#### Instructions to follow
Search the data for the string "Invalid" and copy each line in which it appears.

(Records from a dataset)
BEGIN

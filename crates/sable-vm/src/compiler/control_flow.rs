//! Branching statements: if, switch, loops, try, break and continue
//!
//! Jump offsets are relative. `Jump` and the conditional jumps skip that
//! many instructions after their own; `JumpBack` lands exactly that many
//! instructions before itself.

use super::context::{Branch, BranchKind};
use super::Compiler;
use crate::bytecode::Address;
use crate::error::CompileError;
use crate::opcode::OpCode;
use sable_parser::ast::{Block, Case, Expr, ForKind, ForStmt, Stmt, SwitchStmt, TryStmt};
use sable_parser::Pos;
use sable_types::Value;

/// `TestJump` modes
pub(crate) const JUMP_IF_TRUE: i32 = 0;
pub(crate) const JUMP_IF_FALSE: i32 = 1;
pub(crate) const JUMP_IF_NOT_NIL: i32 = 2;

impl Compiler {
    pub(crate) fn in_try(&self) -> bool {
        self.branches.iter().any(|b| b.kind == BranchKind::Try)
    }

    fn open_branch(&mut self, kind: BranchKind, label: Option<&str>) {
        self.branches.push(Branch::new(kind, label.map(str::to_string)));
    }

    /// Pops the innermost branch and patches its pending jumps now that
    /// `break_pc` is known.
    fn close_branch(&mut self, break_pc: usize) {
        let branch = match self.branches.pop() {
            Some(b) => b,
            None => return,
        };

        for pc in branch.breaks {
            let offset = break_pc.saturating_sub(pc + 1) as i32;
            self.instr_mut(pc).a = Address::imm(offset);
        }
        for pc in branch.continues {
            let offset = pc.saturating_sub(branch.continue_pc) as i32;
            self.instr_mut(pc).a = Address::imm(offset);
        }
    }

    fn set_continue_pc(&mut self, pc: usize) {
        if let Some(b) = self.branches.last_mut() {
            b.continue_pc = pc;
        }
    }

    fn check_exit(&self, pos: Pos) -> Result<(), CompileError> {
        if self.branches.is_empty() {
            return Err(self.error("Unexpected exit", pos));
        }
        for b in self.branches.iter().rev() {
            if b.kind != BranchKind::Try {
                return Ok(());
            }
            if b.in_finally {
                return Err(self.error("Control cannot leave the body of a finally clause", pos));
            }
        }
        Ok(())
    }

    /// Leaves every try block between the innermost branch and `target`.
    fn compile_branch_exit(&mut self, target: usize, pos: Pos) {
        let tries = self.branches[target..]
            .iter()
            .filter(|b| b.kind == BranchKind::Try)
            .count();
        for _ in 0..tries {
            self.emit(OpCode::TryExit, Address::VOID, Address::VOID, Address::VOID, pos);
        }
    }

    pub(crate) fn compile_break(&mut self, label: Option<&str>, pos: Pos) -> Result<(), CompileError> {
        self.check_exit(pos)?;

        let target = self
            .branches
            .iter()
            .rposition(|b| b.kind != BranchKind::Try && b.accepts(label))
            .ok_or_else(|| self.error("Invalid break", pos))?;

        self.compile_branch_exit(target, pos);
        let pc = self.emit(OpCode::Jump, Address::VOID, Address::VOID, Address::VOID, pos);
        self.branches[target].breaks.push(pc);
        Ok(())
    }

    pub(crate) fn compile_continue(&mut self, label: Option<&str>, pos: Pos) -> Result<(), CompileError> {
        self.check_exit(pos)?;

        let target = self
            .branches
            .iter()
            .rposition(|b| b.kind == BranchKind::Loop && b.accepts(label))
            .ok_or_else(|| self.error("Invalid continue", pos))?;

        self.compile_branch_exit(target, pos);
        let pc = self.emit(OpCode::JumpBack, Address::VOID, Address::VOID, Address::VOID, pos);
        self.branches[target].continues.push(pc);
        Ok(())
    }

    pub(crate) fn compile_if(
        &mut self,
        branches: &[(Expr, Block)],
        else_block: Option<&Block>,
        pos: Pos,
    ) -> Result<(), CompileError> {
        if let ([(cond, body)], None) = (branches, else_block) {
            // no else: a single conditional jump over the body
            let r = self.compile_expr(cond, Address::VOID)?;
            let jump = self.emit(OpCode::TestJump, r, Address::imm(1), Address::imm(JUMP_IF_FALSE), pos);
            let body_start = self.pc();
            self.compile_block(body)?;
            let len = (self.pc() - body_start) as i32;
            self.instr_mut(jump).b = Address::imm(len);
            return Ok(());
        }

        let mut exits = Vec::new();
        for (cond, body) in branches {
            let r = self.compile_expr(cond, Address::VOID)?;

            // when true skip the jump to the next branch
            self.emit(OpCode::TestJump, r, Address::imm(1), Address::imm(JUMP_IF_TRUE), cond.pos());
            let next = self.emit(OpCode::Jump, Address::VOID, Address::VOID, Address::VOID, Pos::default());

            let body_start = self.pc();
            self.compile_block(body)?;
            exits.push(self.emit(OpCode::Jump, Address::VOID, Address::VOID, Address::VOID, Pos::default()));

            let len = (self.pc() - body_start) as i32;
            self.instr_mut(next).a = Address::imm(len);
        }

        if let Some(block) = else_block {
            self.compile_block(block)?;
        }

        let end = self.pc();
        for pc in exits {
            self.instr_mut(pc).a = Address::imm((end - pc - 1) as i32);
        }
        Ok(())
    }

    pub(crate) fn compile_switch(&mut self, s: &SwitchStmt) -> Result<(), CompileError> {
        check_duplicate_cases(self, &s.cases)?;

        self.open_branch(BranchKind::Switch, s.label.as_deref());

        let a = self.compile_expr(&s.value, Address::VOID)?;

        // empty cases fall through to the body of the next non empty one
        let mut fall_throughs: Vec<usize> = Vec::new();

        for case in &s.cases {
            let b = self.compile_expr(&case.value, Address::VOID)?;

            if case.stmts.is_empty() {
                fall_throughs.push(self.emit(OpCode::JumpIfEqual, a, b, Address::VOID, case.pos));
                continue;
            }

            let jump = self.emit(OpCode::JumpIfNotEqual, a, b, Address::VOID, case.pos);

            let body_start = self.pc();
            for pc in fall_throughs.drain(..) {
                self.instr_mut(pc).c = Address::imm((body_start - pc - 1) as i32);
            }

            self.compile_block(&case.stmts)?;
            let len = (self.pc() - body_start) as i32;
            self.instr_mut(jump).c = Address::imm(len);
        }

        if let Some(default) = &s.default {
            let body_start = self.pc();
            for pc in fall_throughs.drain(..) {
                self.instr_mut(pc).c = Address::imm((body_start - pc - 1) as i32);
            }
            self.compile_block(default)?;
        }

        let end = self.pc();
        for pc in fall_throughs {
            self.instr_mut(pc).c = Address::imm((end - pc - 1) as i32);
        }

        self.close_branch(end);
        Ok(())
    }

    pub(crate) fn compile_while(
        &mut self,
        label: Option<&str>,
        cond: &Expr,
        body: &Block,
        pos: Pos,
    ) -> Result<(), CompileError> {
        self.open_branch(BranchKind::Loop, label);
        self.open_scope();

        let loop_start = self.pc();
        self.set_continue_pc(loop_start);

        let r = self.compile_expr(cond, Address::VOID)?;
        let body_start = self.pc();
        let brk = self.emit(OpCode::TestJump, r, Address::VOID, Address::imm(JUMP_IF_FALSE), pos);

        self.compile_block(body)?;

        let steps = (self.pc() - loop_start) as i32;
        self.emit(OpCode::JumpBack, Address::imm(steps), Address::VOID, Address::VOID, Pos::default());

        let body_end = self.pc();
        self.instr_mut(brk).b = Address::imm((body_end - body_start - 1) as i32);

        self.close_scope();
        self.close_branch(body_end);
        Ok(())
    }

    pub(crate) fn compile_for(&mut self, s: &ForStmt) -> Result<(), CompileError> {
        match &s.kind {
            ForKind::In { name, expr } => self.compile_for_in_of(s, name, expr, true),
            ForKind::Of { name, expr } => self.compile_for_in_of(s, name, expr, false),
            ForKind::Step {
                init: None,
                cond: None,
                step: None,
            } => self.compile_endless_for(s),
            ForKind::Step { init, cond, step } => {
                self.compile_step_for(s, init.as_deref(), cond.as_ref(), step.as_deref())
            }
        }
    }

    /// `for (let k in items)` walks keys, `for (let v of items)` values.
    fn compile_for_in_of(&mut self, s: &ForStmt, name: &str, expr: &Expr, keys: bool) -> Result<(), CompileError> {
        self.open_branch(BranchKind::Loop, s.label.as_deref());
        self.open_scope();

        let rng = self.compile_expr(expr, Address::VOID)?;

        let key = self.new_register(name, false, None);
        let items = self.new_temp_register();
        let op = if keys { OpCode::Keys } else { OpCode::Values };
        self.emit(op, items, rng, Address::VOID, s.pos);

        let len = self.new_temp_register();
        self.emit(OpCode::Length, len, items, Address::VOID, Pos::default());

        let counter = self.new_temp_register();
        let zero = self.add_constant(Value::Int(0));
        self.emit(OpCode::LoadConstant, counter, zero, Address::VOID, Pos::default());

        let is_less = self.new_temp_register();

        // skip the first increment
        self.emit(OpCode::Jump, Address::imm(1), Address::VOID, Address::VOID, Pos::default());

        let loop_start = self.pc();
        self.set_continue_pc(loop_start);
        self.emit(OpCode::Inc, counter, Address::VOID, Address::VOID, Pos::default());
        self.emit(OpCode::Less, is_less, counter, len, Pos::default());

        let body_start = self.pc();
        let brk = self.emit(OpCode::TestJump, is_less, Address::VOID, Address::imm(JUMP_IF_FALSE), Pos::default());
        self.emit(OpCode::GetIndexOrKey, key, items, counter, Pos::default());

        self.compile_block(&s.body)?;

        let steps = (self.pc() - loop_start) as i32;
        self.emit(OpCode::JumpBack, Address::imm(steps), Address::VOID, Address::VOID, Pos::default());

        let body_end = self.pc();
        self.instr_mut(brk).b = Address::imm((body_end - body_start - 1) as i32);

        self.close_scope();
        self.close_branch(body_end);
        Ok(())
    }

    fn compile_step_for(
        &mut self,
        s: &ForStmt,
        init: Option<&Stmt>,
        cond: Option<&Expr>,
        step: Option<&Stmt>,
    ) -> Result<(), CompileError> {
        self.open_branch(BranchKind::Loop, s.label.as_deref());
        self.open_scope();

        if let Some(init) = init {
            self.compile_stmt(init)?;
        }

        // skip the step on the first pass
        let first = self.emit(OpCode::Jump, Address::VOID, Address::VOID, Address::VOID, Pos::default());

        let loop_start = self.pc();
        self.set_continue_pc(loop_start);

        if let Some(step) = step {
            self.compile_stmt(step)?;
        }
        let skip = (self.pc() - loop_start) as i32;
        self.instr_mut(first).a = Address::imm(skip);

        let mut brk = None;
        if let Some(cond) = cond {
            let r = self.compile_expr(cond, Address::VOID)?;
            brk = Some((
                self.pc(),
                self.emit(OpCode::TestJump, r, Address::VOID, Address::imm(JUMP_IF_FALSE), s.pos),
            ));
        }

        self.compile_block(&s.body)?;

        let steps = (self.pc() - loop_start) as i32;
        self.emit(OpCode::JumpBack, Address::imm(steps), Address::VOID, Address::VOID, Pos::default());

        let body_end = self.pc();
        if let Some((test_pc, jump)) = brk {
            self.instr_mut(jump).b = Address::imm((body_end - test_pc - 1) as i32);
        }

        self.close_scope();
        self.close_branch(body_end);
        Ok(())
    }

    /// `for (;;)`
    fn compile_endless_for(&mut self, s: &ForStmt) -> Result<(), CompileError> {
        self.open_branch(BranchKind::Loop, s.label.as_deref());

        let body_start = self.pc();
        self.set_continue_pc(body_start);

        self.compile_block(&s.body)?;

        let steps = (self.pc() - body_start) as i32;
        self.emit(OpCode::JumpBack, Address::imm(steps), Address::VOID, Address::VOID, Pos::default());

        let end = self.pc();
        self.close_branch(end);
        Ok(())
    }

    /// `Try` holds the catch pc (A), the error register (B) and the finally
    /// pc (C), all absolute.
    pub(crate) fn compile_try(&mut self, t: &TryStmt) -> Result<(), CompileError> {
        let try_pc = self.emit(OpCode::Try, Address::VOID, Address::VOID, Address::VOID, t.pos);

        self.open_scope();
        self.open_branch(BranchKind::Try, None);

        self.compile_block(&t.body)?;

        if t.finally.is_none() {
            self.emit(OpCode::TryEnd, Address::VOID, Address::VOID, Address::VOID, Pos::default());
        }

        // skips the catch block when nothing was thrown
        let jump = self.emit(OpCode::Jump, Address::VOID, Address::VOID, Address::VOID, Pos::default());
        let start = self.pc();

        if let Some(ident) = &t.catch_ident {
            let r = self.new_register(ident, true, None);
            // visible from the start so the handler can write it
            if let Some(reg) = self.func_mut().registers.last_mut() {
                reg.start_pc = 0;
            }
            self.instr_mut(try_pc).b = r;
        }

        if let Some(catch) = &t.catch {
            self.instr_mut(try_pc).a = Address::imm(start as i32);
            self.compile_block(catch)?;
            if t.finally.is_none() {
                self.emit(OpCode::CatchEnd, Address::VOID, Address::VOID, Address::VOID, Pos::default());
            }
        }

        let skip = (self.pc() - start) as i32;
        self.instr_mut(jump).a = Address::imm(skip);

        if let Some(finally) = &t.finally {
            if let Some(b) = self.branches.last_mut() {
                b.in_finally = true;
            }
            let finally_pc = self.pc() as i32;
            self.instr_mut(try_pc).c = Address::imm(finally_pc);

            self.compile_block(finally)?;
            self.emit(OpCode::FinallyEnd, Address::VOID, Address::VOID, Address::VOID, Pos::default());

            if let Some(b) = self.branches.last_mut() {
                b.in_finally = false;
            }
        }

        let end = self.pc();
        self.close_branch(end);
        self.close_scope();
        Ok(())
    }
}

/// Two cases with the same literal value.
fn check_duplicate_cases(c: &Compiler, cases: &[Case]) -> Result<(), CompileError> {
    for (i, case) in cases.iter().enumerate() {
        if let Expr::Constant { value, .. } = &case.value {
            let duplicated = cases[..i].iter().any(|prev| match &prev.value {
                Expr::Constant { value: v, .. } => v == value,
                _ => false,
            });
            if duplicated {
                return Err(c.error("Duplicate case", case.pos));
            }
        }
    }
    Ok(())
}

END

#### Solution to this task
            .ok_or_else(|| self.error("Invalid break", pos))?;
            .ok_or_else(|| self.error("Invalid continue", pos))?;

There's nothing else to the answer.